Fillmore’s list of cases Locative (L): the case which identified the location or spatial orientation of the state or action identified by the verb. Objective (O): the semantically most neutral case, the case of anything representable by a noun whose role in the action or state identified by the verb is identified by the semantic interpretation of the verb itself.

Case grammar semantics Semantic (case) roles don’t depend simply on syntactic roles Ex: John sold his car to Mary – agent, object and recipient cases Ex: John sold Mary his car Ex: John broke the window Ex: John broke the window with a hammer – agent, object and instrument cases Ex: A hammer broke the window

Informal quiz: Consider these sentences: 1.The burglar opened the door. 2.The door was opened by the burglar. 3.The burglar opened the door with a crowbar. 4.The door was opened by a crowbar. 5.The crowbar opened the door. 6.The door opened.

Case analysis : 1.The burglar opened the door.
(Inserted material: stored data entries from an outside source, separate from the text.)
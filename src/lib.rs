//! Multi-source business aggregation and website capability scoring.
//!
//! Two-stage pipeline: provider adapters discover business candidates for
//! a geographic query and the aggregator deduplicates them into canonical
//! records; the scoring engine then fetches each record's website, runs a
//! fixed battery of capability checks, and classifies the business into an
//! outreach priority tier.
//!
//! # Modules
//!
//! - `aggregator`: multi-provider fan-out and deduplication.
//! - `analysis`: site fetching, the check battery, and both scoring paths.
//! - `cli`: interactive menu driving the pipeline.
//! - `config`: YAML configuration with environment-variable credentials.
//! - `errors`: provider/search/store error taxonomy.
//! - `geo`: bounded city-to-coordinate table.
//! - `leads`: lead scoring strategies and priority mapping.
//! - `models`: candidate and identity types.
//! - `providers`: one adapter per external place-data source.
//! - `store`: sqlite persistence collaborator.

pub mod aggregator;
pub mod analysis;
pub mod cli;
pub mod config;
pub mod errors;
pub mod geo;
pub mod leads;
pub mod models;
pub mod providers;
pub mod store;
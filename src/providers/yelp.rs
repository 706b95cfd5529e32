use async_trait::async_trait;
use reqwest::Client;
use serde::Deserialize;
use tracing::debug;

use crate::errors::ProviderError;
use crate::models::{BusinessCandidate, CategoryHint, Coordinate, ProviderTag};

const DEFAULT_BASE_URL: &str = "https://api.yelp.com/v3";
const RESULT_LIMIT: u32 = 50;
/// Yelp caps the search radius at 40km.
const MAX_RADIUS_M: u32 = 40_000;

pub struct YelpProvider {
    client: Client,
    api_key: String,
    base_url: String,
}

impl YelpProvider {
    pub fn new(client: Client, api_key: String) -> Self {
        Self {
            client,
            api_key,
            base_url: DEFAULT_BASE_URL.to_string(),
        }
    }

    pub fn with_base_url(mut self, base_url: impl Into<String>) -> Self {
        self.base_url = base_url.into();
        self
    }

    fn category_slug(category: CategoryHint) -> &'static str {
        match category {
            CategoryHint::Coffee => "coffee",
            CategoryHint::Restaurant => "restaurants",
            CategoryHint::Doctor => "physicians",
            CategoryHint::Lawyer => "lawyers",
            CategoryHint::Dentist => "dentists",
            CategoryHint::RealEstate => "realestate",
            CategoryHint::Accountant => "accountants",
        }
    }

    async fn request(
        &self,
        params: &[(&str, String)],
    ) -> Result<Vec<BusinessCandidate>, ProviderError> {
        let url = format!("{}/businesses/search", self.base_url);
        let response = self
            .client
            .get(&url)
            .header("Authorization", format!("Bearer {}", self.api_key))
            .query(params)
            .send()
            .await?;

        let status = response.status();
        if status.as_u16() == 401 {
            return Err(ProviderError::AuthFailure(
                "yelp rejected the API key (401)".to_string(),
            ));
        }
        if !status.is_success() {
            return Err(ProviderError::Unavailable(format!(
                "yelp returned HTTP {}",
                status.as_u16()
            )));
        }

        let payload: SearchResponse = response.json().await?;
        Ok(payload
            .businesses
            .into_iter()
            .map(Business::into_candidate)
            .collect())
    }
}

#[async_trait]
impl super::PlaceProvider for YelpProvider {
    fn tag(&self) -> ProviderTag {
        ProviderTag::Yelp
    }

    async fn search(
        &self,
        coord: Coordinate,
        category: CategoryHint,
        radius_m: u32,
    ) -> Result<Vec<BusinessCandidate>, ProviderError> {
        let params = [
            ("latitude", coord.lat.to_string()),
            ("longitude", coord.lng.to_string()),
            ("radius", radius_m.min(MAX_RADIUS_M).to_string()),
            ("categories", Self::category_slug(category).to_string()),
            ("limit", RESULT_LIMIT.to_string()),
        ];
        let candidates = self.request(&params).await?;
        debug!("yelp: {} raw candidates", candidates.len());
        Ok(candidates)
    }

    async fn verify_credentials(&self) -> Result<(), ProviderError> {
        let params = [
            ("latitude", "37.7749".to_string()),
            ("longitude", "-122.4194".to_string()),
            ("limit", "1".to_string()),
        ];
        self.request(&params).await.map(|_| ())
    }
}

#[derive(Debug, Deserialize)]
struct SearchResponse {
    #[serde(default)]
    businesses: Vec<Business>,
}

#[derive(Debug, Default, Deserialize)]
struct Business {
    #[serde(default)]
    id: String,
    #[serde(default)]
    name: String,
    #[serde(default)]
    location: Location,
    #[serde(default)]
    coordinates: Coordinates,
    #[serde(default)]
    phone: String,
    #[serde(default)]
    categories: Vec<Category>,
}

#[derive(Debug, Default, Deserialize)]
struct Location {
    #[serde(default)]
    display_address: Vec<String>,
    #[serde(default)]
    city: String,
    #[serde(default)]
    state: String,
    #[serde(default)]
    zip_code: String,
    #[serde(default)]
    country: String,
}

#[derive(Debug, Default, Deserialize)]
struct Coordinates {
    latitude: Option<f64>,
    longitude: Option<f64>,
}

#[derive(Debug, Deserialize)]
struct Category {
    #[serde(default)]
    title: String,
}

impl Business {
    fn into_candidate(self) -> BusinessCandidate {
        BusinessCandidate {
            external_id: self.id,
            name: self.name.trim().to_string(),
            address: self.location.display_address.join(", "),
            locality: self.location.city,
            region: self.location.state,
            postcode: self.location.zip_code,
            country: self.location.country,
            latitude: self.coordinates.latitude,
            longitude: self.coordinates.longitude,
            phone: self.phone.trim().to_string(),
            email: String::new(),
            // Yelp's search payload carries no direct website field.
            website: None,
            category: self
                .categories
                .iter()
                .map(|c| c.title.as_str())
                .collect::<Vec<_>>()
                .join(", "),
            category_id: String::new(),
            source: ProviderTag::Yelp,
        }
    }
}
SOSO 2.The door was opened by the burglar. SASA 3.The burglar opened the door with a crowbar. SOASOA 4.The door was opened by a crowbar. SASA 5.The crowbar opened the door. SOSO 6.The door opened. S

Strengths Only one Noun Phrase occupies each case role in relation to a particular verb Therefore one could classify verbs in terms of which case roles they took. e.g.: o“open” - O, {A} {I} o“shout” - A, O, {E} {} denotes optional elements This model has been used in Artificial Intelligence, along with the sub-categorization of verbs (described earlier)

Weaknesses Researchers could not agree on a standard set of cases. Not always easy in practice to allocate particular Noun Phrases to cases. When it gets difficult there is a temptation to use the Objective (O) as a kind of “dustbin case” for all the NPs that don’t seem to fit anywhere else.